Good. For a second I thought I was going to be forced to get up on the treatment table. I’m not in the mood to be a guinea pig today.

That’s a lie. I don’t really care what the trainers or specialists do to me as long as they make me a better fighter. It’s the girl that bothers me, not the thought of being under a microscope. This is the only woman I’ve ever met who isn’t instantly and irrevocably afraid of me, and the only one who has me tempted into thinking I could have more. More than a filthy, dirty fuck to release tension. More than someone to use for a few hours of pleasure.

Britt’s obviously already damaged. As much as I’d love to peel back those layers, I don’t want to give her a chance to dig out my own psychological scars, the nightmares hidden beneath a baggy hoodie and a cold stare. If I do, Britt may never recover from what she finds.

“I’m sorry,” she apologizes, tapping on her computer. “I only found out you were coming last night, so I don’t have much information and haven’t reviewed your medical file.”

She’s so quiet, I strain to hear her. When I don’t respond, she cocks her head and her eyes flick up to mine. Shit. I duck down so she can’t get a good look at my face.

Fucking coward. She’s going to find out at some point, idiot. Why delay the inevitable? She’ll see the same thing everyone else sees when they look in my eyes… nothing, a monster, a killer.

For the first time in ten years, the thought disturbs me.





Britt


The new fighter is… odd, to say the least. Half the time, when I ask him a question, I’m not certain if he’s answered. Not trusting my poor hearing, I’ve taken to staring at his lips to try and decipher his words. But it’s not my subpar hearing keeping me from catching his responses. It’s my fascination with his lips, the flashes of pink tongue as he speaks, the gray eyes peeking under the hood of his thin sweatshirt.

Like I do to everyone else, when I directed him to sit, I made sure to put him on my good side.
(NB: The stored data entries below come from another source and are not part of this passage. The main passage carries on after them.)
// src/config.rs

//! Configuration loading and runtime settings.
//!
//! Configuration comes from a TOML file with default fallback, overlaid
//! by environment variables. Runtime-dynamic settings (the loop count)
//! travel over a watch channel fed by JSON-Patch style batches; the
//! engine reacts only to the `/count` path.

use std::env;
use std::path::Path;

use serde::{Deserialize, Serialize};
use tokio::sync::watch;
use tracing::warn;

use crate::error::Result;
use crate::models::Config;

/// Load configuration from a TOML file.
///
/// Falls back to defaults if the file is missing or unreadable.
pub fn load_config(path: &Path) -> Result<Config> {
    match std::fs::read_to_string(path) {
        Ok(raw) => Ok(toml::from_str(&raw)?),
        Err(e) => {
            warn!(path = %path.display(), error = %e, "config not loaded; using defaults");
            Ok(Config::default())
        }
    }
}

/// Overlay recognized environment variables onto the configuration.
pub fn apply_env(config: &mut Config) {
    if let Ok(name) = env::var("FORGECRAWL_NAME") {
        config.crawler.name = name;
    }
    if let Ok(count) = env::var("FORGECRAWL_COUNT") {
        if let Ok(count) = count.parse() {
            config.crawler.count = count;
        }
    }
    if let Ok(orgs) = env::var("FORGECRAWL_ORGS") {
        config.crawler.org_allowlist = orgs
            .split(',')
            .map(str::trim)
            .filter(|org| !org.is_empty())
            .map(str::to_string)
            .collect();
    }
    if let Ok(token) = env::var("FORGECRAWL_TOKEN") {
        config.fetch.token = Some(token);
    }
    if let Ok(api_base) = env::var("FORGECRAWL_API_BASE") {
        config.fetch.api_base = api_base;
    }
    if let Ok(provider) = env::var("FORGECRAWL_QUEUE_PROVIDER") {
        config.queue.provider = provider;
    }
    if let Ok(prefix) = env::var("FORGECRAWL_QUEUE_PREFIX") {
        config.queue.prefix = prefix;
    }
    if let Ok(provider) = env::var("FORGECRAWL_STORE_PROVIDER") {
        config.storage.provider = provider;
    }
    if let Ok(path) = env::var("FORGECRAWL_STORE_PATH") {
        config.storage.path = path;
    }
}

/// One JSON-Patch style operation from the configuration service.
#[derive(Debug, Clone, Serialize, Deserialize)]
pub struct SettingsPatch {
    pub op: String,
    pub path: String,
    pub value: serde_json::Value,
}

/// Settings that may change while the engine runs.
#[derive(Debug, Clone, PartialEq, Eq)]
pub struct DynamicSettings {
    /// Target worker loop count.
    pub count: usize,
}

/// Change-notification channel for dynamic settings.
pub struct SettingsChannel {
    tx: watch::Sender<DynamicSettings>,
}

impl SettingsChannel {
    pub fn new(initial: DynamicSettings) -> Self {
        let (tx, _) = watch::channel(initial);
        Self { tx }
    }

    pub fn subscribe(&self) -> watch::Receiver<DynamicSettings> {
        self.tx.subscribe()
    }

    pub fn current(&self) -> DynamicSettings {
        self.tx.borrow().clone()
    }

    /// Apply a patch batch. Only `add`/`replace` on `/count` is observed;
    /// everything else is ignored.
    pub fn apply(&self, patches: &[SettingsPatch]) {
        let mut settings = self.tx.borrow().clone();
        let mut changed = false;
        for patch in patches {
            if patch.path == "/count" && matches!(patch.op.as_str(), "add" | "replace") {
                if let Some(count) = patch.value.as_u64() {
                    settings.count = count as usize;
                    changed = true;
                }
            }
        }
        if changed {
            let _ = self.tx.send(settings);
        }
    }
}

#[cfg(test)]
mod tests {
    use super::*;
    use serde_json::json;

    #[test]
    fn test_load_missing_config_falls_back_to_defaults() {
        let config = load_config(Path::new("/nonexistent/config.toml")).unwrap();
        assert_eq!(config.crawler.count, 1);
    }

    #[test]
    fn test_apply_count_patch() {
        let channel = SettingsChannel::new(DynamicSettings { count: 1 });
        channel.apply(&[SettingsPatch {
            op: "replace".to_string(),
            path: "/count".to_string(),
            value: json!(4),
        }]);
        assert_eq!(channel.current().count, 4);
    }

    #[test]
    fn test_ignore_unrelated_patches() {
        let channel = SettingsChannel::new(DynamicSettings { count: 1 });
        channel.apply(&[
            SettingsPatch {
                op: "replace".to_string(),
                path: "/other".to_string(),
                value: json!(9),
            },
            SettingsPatch {
                op: "remove".to_string(),
                path: "/count".to_string(),
                value: json!(null),
            },
        ]);
        assert_eq!(channel.current().count, 1);
    }

    #[test]
    fn test_patch_batch_parses_from_json() {
        let patches: Vec<SettingsPatch> =
            serde_json::from_str(r#"[{"op": "replace", "path": "/count", "value": 3}]"#).unwrap();
        let channel = SettingsChannel::new(DynamicSettings { count: 1 });
        channel.apply(&patches);
        assert_eq!(channel.current().count, 3);
    }
}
Despite my actions, I still can’t hear him because the man is just that quiet. Even my usual trick of keeping my voice low so people will come closer, helping me to hear them better, isn’t working.

And he keeps trying to hide his face. Which is strange, because he is absolutely gorgeous. So gorgeous, in fact, that I can’t stop staring. Yeah, he looks like a typical fighter, slightly crooked nose, beat-up ears, scar in the eyebrow, all the usual signs. Despite his flaws, and the fact his hood keeps sliding down over his brow, it’s obvious he’s stunning.
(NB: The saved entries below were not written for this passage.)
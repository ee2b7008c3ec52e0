// src/models/config.rs

//! Engine configuration structures.

use std::time::Duration;

use serde::Deserialize;

/// Root configuration structure.
#[derive(Debug, Deserialize, Clone, Default)]
#[serde(default)]
pub struct Config {
    pub crawler: CrawlerSettings,
    pub fetch: FetchSettings,
    pub queue: QueueSettings,
    pub storage: StorageSettings,
}

/// Worker-loop and pipeline behavior.
#[derive(Debug, Deserialize, Clone)]
#[serde(default)]
pub struct CrawlerSettings {
    /// Crawler name, used in diagnostics.
    pub name: String,
    /// Target number of concurrent worker loops.
    pub count: usize,
    /// Base delay between cycles, in milliseconds.
    pub loop_delay_ms: u64,
    /// Delay before re-polling an exhausted queue, in milliseconds.
    pub polling_delay_ms: u64,
    /// Lease TTL covering one request's processing, in milliseconds.
    pub processing_ttl_ms: u64,
    /// Delivery attempts before a request is dead-lettered.
    pub max_attempts: u32,
    /// When non-empty, only these organizations are crawled.
    pub org_allowlist: Vec<String>,
}

impl Default for CrawlerSettings {
    fn default() -> Self {
        Self {
            name: "forgecrawl".to_string(),
            count: 1,
            loop_delay_ms: 0,
            polling_delay_ms: 2_000,
            processing_ttl_ms: 60_000,
            max_attempts: 5,
            org_allowlist: Vec::new(),
        }
    }
}

impl CrawlerSettings {
    pub fn polling_delay(&self) -> Duration {
        Duration::from_millis(self.polling_delay_ms)
    }

    pub fn processing_ttl(&self) -> Duration {
        Duration::from_millis(self.processing_ttl_ms)
    }

    pub fn loop_delay(&self) -> Duration {
        Duration::from_millis(self.loop_delay_ms)
    }
}

/// Remote API access settings.
#[derive(Debug, Deserialize, Clone)]
#[serde(default)]
pub struct FetchSettings {
    pub api_base: String,
    pub user_agent: String,
    pub timeout_secs: u64,
    /// Credential token for the remote API.
    pub token: Option<String>,
}

impl Default for FetchSettings {
    fn default() -> Self {
        Self {
            api_base: "https://api.github.com".to_string(),
            user_agent: "forgecrawl/0.1".to_string(),
            timeout_secs: 30,
            token: None,
        }
    }
}

/// Queue broker selection.
#[derive(Debug, Deserialize, Clone)]
#[serde(default)]
pub struct QueueSettings {
    /// Broker binding; `memory` is the in-process reference binding.
    pub provider: String,
    /// Queue name prefix: `{prefix}-priority`, `{prefix}-normal`, ...
    pub prefix: String,
}

impl Default for QueueSettings {
    fn default() -> Self {
        Self {
            provider: "memory".to_string(),
            prefix: "crawler".to_string(),
        }
    }
}

/// Document store selection.
#[derive(Debug, Deserialize, Clone)]
#[serde(default)]
pub struct StorageSettings {
    /// Store binding; `memory` or `local`.
    pub provider: String,
    /// Root directory for the `local` binding.
    pub path: String,
}

impl Default for StorageSettings {
    fn default() -> Self {
        Self {
            provider: "memory".to_string(),
            path: "./data/store".to_string(),
        }
    }
}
“Tell me your fighting history.” I roll my chair back from the desk and spin to face Killer. I can’t believe I have to call him Killer. It’s ridiculous, but whatever. “Where did you start?”

The big man ducks his head again, his voice low and steady, but still difficult for me hear. I scoot my chair closer and his head jerks up at the scraping sound. When Killer finally, for the first time since arriving, fixes his gaze directly on me, my brain stutters and stalls. My god, he’s not simply stunning—he’s both an angel and a devil at the same time—near hypnotizing to observe. Clear, silver eyes, unlike any I’ve ever seen, focus on my shocked face.
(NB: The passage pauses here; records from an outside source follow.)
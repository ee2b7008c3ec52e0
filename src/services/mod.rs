// src/services/mod.rs

//! Service layer for the crawler engine.
//!
//! This module contains the collaborators the pipeline is wired with:
//! - Conditional fetching (`Fetcher`)
//! - Per-URL leasing (`UrlLocker`, `MemoryLocker`)
//! - Document processing and work discovery (`Processor`)

mod events;
mod fetcher;
mod locker;
mod processor;

pub use fetcher::Fetcher;
pub use locker::{Lease, MemoryLocker, UrlLocker};
pub use processor::{Discoveries, Processor, VERSION as PROCESSOR_VERSION};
For a moment, we both simply sit there, staring at each other. It should be painfully uncomfortable, yet it’s not. Killer breaks eye contact first, probably because I’m too spellbound by those quicksilver eyes to move.

“Ummmm, I’m sorry. I don’t hear well. So… I thought. I mean, I needed to get closer to hear you.” Beads of sweat dot my hairline, threatening to run down my temples.